[[ RAW DATA open ]]
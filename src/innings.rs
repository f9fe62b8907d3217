use std::fmt;

use serde::{Deserialize, Serialize};

use crate::ball::Delivery;
use crate::error::ScoringError;
use crate::over::{BALLS_PER_OVER, Over};

pub const ALL_OUT_WICKETS: u32 = 10;

#[derive(Debug, Clone, Copy, PartialEq, Eq, Serialize, Deserialize)]
pub enum InningsEnd {
    AllOut,
    OversExhausted,
    TargetReached,
}

impl fmt::Display for InningsEnd {
    fn fmt(&self, f: &mut fmt::Formatter<'_>) -> fmt::Result {
        match self {
            Self::AllOut => f.write_str("all out"),
            Self::OversExhausted => f.write_str("overs complete"),
            Self::TargetReached => f.write_str("target reached"),
        }
    }
}

#[derive(Debug, Clone, Copy, PartialEq, Eq)]
pub struct DeliveryOutcome {
    pub over_sealed: bool,
    pub over_advanced: bool,
    pub innings_end: Option<InningsEnd>,
}

#[derive(Debug, Clone, Copy, PartialEq)]
pub enum RequiredRate {
    /// Nothing left to chase.
    Achieved,
    PerOver(f64),
    /// Runs still needed with no balls left; only reachable through a
    /// contradictory state.
    NotApplicable,
}

impl fmt::Display for RequiredRate {
    fn fmt(&self, f: &mut fmt::Formatter<'_>) -> fmt::Result {
        match self {
            Self::Achieved => f.write_str("0.00"),
            Self::PerOver(rate) => write!(f, "{rate:.2}"),
            Self::NotApplicable => f.write_str("N/A"),
        }
    }
}

#[derive(Debug, Clone, Default, PartialEq, Eq, Serialize, Deserialize)]
pub struct Innings {
    pub overs: Vec<Over>,
    pub total_runs: u32,
    pub wickets: u32,
    pub current_over: u32,
    pub current_ball: u32,
    pub is_complete: bool,
}

impl Innings {
    /// An innings ready for its first ball: over 0 open, counters at zero.
    pub fn new() -> Self {
        Self {
            overs: vec![Over::new()],
            ..Self::default()
        }
    }

    pub fn is_started(&self) -> bool {
        !self.overs.is_empty()
    }

    pub fn current(&self) -> Option<&Over> {
        self.overs.get(self.current_over as usize)
    }

    /// Overs already bowled out; the over in progress is excluded.
    pub fn completed_overs(&self) -> &[Over] {
        let end = (self.current_over as usize).min(self.overs.len());
        &self.overs[..end]
    }

    pub fn apply_delivery(
        &mut self,
        number: u8,
        delivery: Delivery,
        overs_limit: u32,
        target: Option<u32>,
    ) -> Result<DeliveryOutcome, ScoringError> {
        if self.is_complete {
            return Err(ScoringError::InningsComplete(number));
        }

        // Open the current over if the list has not caught up with it.
        let idx = self.current_over as usize;
        while self.overs.len() <= idx {
            self.overs.push(Over::new());
        }

        let over_sealed = self.overs[idx].apply_delivery(self.current_over, delivery)?;
        if delivery.is_legal() {
            self.current_ball += 1;
        }
        self.total_runs += delivery.total_runs();
        if delivery.is_wicket() {
            self.wickets += 1;
        }

        let mut outcome = DeliveryOutcome {
            over_sealed,
            over_advanced: false,
            innings_end: None,
        };

        // A successful chase ends the innings on the spot, even mid-over.
        if target.is_some_and(|t| self.total_runs >= t) {
            self.is_complete = true;
            outcome.innings_end = Some(InningsEnd::TargetReached);
        } else if self.wickets >= ALL_OUT_WICKETS {
            self.is_complete = true;
            outcome.innings_end = Some(InningsEnd::AllOut);
        } else if over_sealed {
            if self.current_over + 1 < overs_limit {
                self.current_over += 1;
                self.current_ball = 0;
                self.overs.push(Over::new());
                outcome.over_advanced = true;
            } else {
                self.is_complete = true;
                outcome.innings_end = Some(InningsEnd::OversExhausted);
            }
        }

        Ok(outcome)
    }

    pub fn balls_bowled(&self) -> u32 {
        self.current_over * BALLS_PER_OVER + self.current_ball
    }

    pub fn overs_display(&self) -> String {
        format_overs(self.current_over, self.current_ball)
    }

    pub fn run_rate(&self) -> f64 {
        let overs = f64::from(self.current_over) + f64::from(self.current_ball) / 6.0;
        if overs == 0.0 {
            return 0.0;
        }
        f64::from(self.total_runs) / overs
    }

    pub fn run_rate_display(&self) -> String {
        format_rate(self.run_rate())
    }

    pub fn runs_required(&self, target: u32) -> u32 {
        target.saturating_sub(self.total_runs)
    }

    pub fn balls_remaining(&self, overs_limit: u32) -> u32 {
        (overs_limit * BALLS_PER_OVER).saturating_sub(self.balls_bowled())
    }

    pub fn required_run_rate(&self, target: u32, overs_limit: u32) -> RequiredRate {
        let needed = self.runs_required(target);
        if needed == 0 {
            return RequiredRate::Achieved;
        }
        let balls = self.balls_remaining(overs_limit);
        if balls == 0 {
            return RequiredRate::NotApplicable;
        }
        RequiredRate::PerOver(f64::from(needed) / f64::from(balls) * 6.0)
    }

    pub fn check_invariants(&self, number: u8, overs_limit: u32) -> Result<(), ScoringError> {
        let fail = |msg: String| Err(ScoringError::Invariant(format!("innings {number}: {msg}")));

        if !self.is_started() {
            if self.total_runs != 0 || self.wickets != 0 || self.current_over != 0 {
                return fail("has aggregates but no overs".to_string());
            }
            if self.current_ball != 0 || self.is_complete {
                return fail("not started but marked in progress".to_string());
            }
            return Ok(());
        }

        if self.wickets > ALL_OUT_WICKETS {
            return fail(format!("{} wickets", self.wickets));
        }
        if self.wickets == ALL_OUT_WICKETS && !self.is_complete {
            return fail("all out but still open".to_string());
        }
        if self.current_over >= overs_limit {
            return fail(format!(
                "current over {} beyond limit {overs_limit}",
                self.current_over
            ));
        }
        if self.overs.len() != self.current_over as usize + 1 {
            return fail(format!(
                "{} overs stored for current over {}",
                self.overs.len(),
                self.current_over
            ));
        }

        let runs: u32 = self.overs.iter().map(|o| o.total_runs).sum();
        let wickets: u32 = self.overs.iter().map(|o| o.wickets).sum();
        if runs != self.total_runs {
            return fail(format!("total {} but overs sum to {runs}", self.total_runs));
        }
        if wickets != self.wickets {
            return fail(format!(
                "{} wickets but overs sum to {wickets}",
                self.wickets
            ));
        }

        for (idx, over) in self.overs.iter().enumerate() {
            if over.legal_balls > BALLS_PER_OVER {
                return fail(format!("over {idx} has {} legal balls", over.legal_balls));
            }
            if !over.is_consistent() {
                return fail(format!("over {idx} totals disagree with its balls"));
            }
            if idx < self.current_over as usize && !over.is_sealed() {
                return fail(format!("over {idx} closed before six legal balls"));
            }
        }

        if let Some(current) = self.current()
            && current.legal_balls != self.current_ball
        {
            return fail(format!(
                "current ball {} but over has {} legal balls",
                self.current_ball, current.legal_balls
            ));
        }
        if self.current_ball >= BALLS_PER_OVER && !self.is_complete {
            return fail("sealed over left open".to_string());
        }
        Ok(())
    }
}

/// `3.2` while an over is in progress, `4` once the fourth over is sealed.
pub fn format_overs(over: u32, ball: u32) -> String {
    if ball >= BALLS_PER_OVER {
        (over + 1).to_string()
    } else {
        format!("{over}.{ball}")
    }
}

pub fn format_rate(rate: f64) -> String {
    format!("{rate:.2}")
}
[[ RAW DATA closed ]]
# THE TASK:
The lines holding the word "Option" are the answer. Pull them out of the records and copy them.

# RESULT:
    pub innings_end: Option<InningsEnd>,
    pub fn current(&self) -> Option<&Over> {
        target: Option<u32>,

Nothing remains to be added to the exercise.